Atomlike, Hollow-Core–Bound Molecular Orbitals of C60

Abstract

The research described in this product was performed in part in the Environmental Molecular Sciences Laboratory, a national scientific user facility sponsored by the Department of Energy's Office of Biological and Environmental Research and located at Pacific Northwest National Laboratory. The atomic electron orbitals that underlie molecular bonding originate from the central Coulomb potential of the atomic core. We used scanning tunneling microscopy and density functional theory to explore the relation between the nearly spherical shape and unoccupied electronic structure of buckminsterfullerene (C60) molecules adsorbed on copper surfaces. Besides the known p* antibonding molecular orbitals of the carbon-atom framework, above 3.5 electron volts we found atomlike orbitals bound to the core of the hollow C60 cage.
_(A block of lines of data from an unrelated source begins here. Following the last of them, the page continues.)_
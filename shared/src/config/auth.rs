//! Authentication configuration
//!
//! The signing secret and both expiry windows are read once at startup and
//! handed to the token service; nothing here is consulted afterwards.

use chrono::Duration;
use secrecy::{ExposeSecret, SecretString};

use super::{ConfigError, EnvLookup};
use crate::utils::duration::parse_duration;

/// Default access token lifetime (15 minutes)
pub const DEFAULT_ACCESS_TOKEN_EXPIRY: &str = "15m";

/// Default refresh token lifetime (7 days)
pub const DEFAULT_REFRESH_TOKEN_EXPIRY: &str = "168h";

/// Default signing algorithm
pub const DEFAULT_ALGORITHM: &str = "HS256";

/// JWT signing and expiry configuration
#[derive(Debug, Clone)]
pub struct JwtConfig {
    /// Symmetric signing secret (never printed)
    pub secret: SecretString,

    /// Access token lifetime
    pub access_token_expiry: Duration,

    /// Refresh token lifetime
    pub refresh_token_expiry: Duration,

    /// Algorithm name for JWT signing (HS256, HS384 or HS512)
    pub algorithm: String,

    /// Optional `iss` claim stamped on and required from every token
    pub issuer: Option<String>,

    /// Tolerated clock skew in seconds when checking `nbf`/`exp`
    pub leeway_seconds: u64,

    /// Reject refresh tokens on authenticated routes and access tokens on refresh
    pub enforce_token_kind: bool,
}

impl JwtConfig {
    /// Create a new JWT configuration with secret and default expiries
    pub fn new(secret: impl Into<String>) -> Self {
        Self {
            secret: SecretString::from(secret.into()),
            access_token_expiry: Duration::minutes(15),
            refresh_token_expiry: Duration::hours(168),
            algorithm: String::from(DEFAULT_ALGORITHM),
            issuer: None,
            leeway_seconds: 0,
            enforce_token_kind: false,
        }
    }

    /// Set access token expiry
    pub fn with_access_expiry(mut self, expiry: Duration) -> Self {
        self.access_token_expiry = expiry;
        self
    }

    /// Set refresh token expiry
    pub fn with_refresh_expiry(mut self, expiry: Duration) -> Self {
        self.refresh_token_expiry = expiry;
        self
    }

    /// Read the `JWT_*` variables
    ///
    /// `JWT_SECRET` is mandatory and must not be empty. Expiries accept a bare
    /// number of seconds or a `s`/`m`/`h`/`d` suffix.
    pub fn from_lookup(lookup: &EnvLookup<'_>) -> Result<Self, ConfigError> {
        let secret = lookup("JWT_SECRET").ok_or(ConfigError::Missing { name: "JWT_SECRET" })?;
        if secret.is_empty() {
            return Err(ConfigError::Invalid {
                name: "JWT_SECRET",
                reason: "signing secret must not be empty".to_string(),
            });
        }

        let access_token_expiry = read_expiry(
            lookup,
            "JWT_ACCESS_TOKEN_EXPIRY",
            DEFAULT_ACCESS_TOKEN_EXPIRY,
        )?;
        let refresh_token_expiry = read_expiry(
            lookup,
            "JWT_REFRESH_TOKEN_EXPIRY",
            DEFAULT_REFRESH_TOKEN_EXPIRY,
        )?;

        let leeway_seconds = match lookup("JWT_LEEWAY_SECONDS") {
            Some(raw) => raw.trim().parse::<u64>().map_err(|_| ConfigError::Invalid {
                name: "JWT_LEEWAY_SECONDS",
                reason: format!("'{}' is not a whole number of seconds", raw),
            })?,
            None => 0,
        };

        let enforce_token_kind = match lookup("JWT_ENFORCE_TOKEN_KIND") {
            Some(raw) => parse_bool(&raw).ok_or_else(|| ConfigError::Invalid {
                name: "JWT_ENFORCE_TOKEN_KIND",
                reason: format!("'{}' is not a boolean", raw),
            })?,
            None => false,
        };

        Ok(Self {
            secret: SecretString::from(secret),
            access_token_expiry,
            refresh_token_expiry,
            algorithm: lookup("JWT_ALGORITHM")
                .map(|alg| alg.trim().to_uppercase())
                .unwrap_or_else(|| String::from(DEFAULT_ALGORITHM)),
            issuer: lookup("JWT_ISSUER").filter(|iss| !iss.is_empty()),
            leeway_seconds,
            enforce_token_kind,
        })
    }

    /// Raw secret bytes for key construction
    pub fn secret_bytes(&self) -> &[u8] {
        self.secret.expose_secret().as_bytes()
    }
}

/// Complete authentication configuration
#[derive(Debug, Clone)]
pub struct AuthConfig {
    /// JWT configuration
    pub jwt: JwtConfig,
}

impl AuthConfig {
    /// Create from an environment lookup
    pub fn from_lookup(lookup: &EnvLookup<'_>) -> Result<Self, ConfigError> {
        Ok(Self {
            jwt: JwtConfig::from_lookup(lookup)?,
        })
    }
}

fn read_expiry(
    lookup: &EnvLookup<'_>,
    name: &'static str,
    default: &str,
) -> Result<Duration, ConfigError> {
    let raw = lookup(name).unwrap_or_else(|| default.to_string());
    let expiry = parse_duration(&raw).map_err(|e| ConfigError::Invalid {
        name,
        reason: e.to_string(),
    })?;

    if expiry <= Duration::zero() {
        return Err(ConfigError::Invalid {
            name,
            reason: "expiry must be positive".to_string(),
        });
    }

    Ok(expiry)
}

fn parse_bool(raw: &str) -> Option<bool> {
    match raw.trim().to_lowercase().as_str() {
        "1" | "true" | "yes" | "on" => Some(true),
        "0" | "false" | "no" | "off" => Some(false),
        _ => None,
    }
}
These “superatom” states hybridize like the s and p orbitals of hydrogen and alkali atoms into diatomic molecule-like dimers and free-electron bands of one-dimensional wires and two-dimensional quantum wells in C60 aggregates. We attribute the superatom states to the central potential binding an electron to its screening charge, a property expected for hollow-shell molecules derived from layered materials.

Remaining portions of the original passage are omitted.